- _What to work on_
Lines of the data that contain the word "const" are the ones to copy.

[Saved entries]
------------------------------------------------------------------------

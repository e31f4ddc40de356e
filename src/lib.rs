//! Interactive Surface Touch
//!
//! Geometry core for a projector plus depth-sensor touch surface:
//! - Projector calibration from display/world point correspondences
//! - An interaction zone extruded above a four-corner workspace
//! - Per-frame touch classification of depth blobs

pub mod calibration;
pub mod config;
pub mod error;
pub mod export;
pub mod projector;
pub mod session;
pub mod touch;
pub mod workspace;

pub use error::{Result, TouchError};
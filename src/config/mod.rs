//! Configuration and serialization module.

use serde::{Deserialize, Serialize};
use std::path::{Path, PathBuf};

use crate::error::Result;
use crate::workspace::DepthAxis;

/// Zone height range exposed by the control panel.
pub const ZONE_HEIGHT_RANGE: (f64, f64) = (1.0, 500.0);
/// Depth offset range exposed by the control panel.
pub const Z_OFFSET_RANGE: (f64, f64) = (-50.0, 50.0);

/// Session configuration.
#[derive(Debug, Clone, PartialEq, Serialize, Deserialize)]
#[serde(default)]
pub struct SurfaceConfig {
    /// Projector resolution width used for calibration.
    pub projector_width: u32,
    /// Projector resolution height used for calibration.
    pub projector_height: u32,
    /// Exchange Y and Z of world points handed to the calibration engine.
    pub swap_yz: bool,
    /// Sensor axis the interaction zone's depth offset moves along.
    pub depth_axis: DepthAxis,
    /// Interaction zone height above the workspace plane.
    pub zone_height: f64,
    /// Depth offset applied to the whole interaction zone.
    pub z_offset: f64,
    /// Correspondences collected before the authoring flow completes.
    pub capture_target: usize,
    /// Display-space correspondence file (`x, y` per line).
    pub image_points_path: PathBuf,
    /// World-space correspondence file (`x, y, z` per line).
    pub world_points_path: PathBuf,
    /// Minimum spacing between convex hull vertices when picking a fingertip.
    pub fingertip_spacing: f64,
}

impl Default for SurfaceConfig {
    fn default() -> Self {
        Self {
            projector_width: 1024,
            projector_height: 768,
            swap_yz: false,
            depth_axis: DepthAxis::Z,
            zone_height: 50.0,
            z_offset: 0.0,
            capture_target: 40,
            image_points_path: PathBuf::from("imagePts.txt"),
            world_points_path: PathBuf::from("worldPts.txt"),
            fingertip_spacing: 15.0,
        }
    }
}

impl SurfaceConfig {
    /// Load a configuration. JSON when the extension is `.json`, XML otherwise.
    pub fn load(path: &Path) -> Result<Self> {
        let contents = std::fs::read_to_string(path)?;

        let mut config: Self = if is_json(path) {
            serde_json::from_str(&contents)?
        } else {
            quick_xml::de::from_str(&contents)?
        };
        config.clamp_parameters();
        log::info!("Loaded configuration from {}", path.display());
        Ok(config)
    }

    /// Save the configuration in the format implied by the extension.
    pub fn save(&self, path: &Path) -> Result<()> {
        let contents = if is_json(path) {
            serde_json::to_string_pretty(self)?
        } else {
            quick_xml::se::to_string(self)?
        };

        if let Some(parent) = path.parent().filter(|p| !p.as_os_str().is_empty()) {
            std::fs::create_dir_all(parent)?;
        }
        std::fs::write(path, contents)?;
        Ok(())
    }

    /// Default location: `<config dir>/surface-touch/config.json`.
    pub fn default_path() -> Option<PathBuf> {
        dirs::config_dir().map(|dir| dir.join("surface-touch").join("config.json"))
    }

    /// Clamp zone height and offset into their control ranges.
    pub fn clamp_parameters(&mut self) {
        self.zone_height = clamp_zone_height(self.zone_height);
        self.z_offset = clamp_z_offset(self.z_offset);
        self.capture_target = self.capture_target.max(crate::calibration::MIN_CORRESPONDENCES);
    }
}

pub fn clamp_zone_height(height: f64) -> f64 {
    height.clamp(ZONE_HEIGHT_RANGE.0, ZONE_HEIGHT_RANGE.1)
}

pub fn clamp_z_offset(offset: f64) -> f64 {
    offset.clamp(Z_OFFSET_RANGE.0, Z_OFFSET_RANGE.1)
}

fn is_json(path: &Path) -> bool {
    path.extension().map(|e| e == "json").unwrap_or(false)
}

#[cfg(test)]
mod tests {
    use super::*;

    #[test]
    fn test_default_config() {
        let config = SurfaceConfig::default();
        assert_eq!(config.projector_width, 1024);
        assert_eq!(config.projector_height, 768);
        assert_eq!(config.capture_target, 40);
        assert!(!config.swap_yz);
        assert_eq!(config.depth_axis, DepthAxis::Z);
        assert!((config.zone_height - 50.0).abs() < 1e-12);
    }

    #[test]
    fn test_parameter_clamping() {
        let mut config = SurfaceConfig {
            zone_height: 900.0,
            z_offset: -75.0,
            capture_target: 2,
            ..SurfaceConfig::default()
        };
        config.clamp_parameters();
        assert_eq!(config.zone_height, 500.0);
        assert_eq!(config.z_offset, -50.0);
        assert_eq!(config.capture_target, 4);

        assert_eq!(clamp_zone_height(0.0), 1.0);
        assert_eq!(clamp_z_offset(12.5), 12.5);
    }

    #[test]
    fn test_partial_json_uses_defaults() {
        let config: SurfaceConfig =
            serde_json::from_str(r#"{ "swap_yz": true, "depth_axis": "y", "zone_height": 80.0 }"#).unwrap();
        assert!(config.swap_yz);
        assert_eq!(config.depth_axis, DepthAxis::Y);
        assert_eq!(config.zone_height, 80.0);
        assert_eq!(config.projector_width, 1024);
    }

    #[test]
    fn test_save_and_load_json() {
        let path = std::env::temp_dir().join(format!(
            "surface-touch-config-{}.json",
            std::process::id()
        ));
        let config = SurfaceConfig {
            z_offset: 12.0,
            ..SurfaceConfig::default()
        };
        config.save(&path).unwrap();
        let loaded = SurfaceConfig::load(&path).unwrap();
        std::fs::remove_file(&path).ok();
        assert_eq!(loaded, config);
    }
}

------------------------------------------------------------------------

- _Worked solution_
pub const ZONE_HEIGHT_RANGE: (f64, f64) = (1.0, 500.0);
pub const Z_OFFSET_RANGE: (f64, f64) = (-50.0, 50.0);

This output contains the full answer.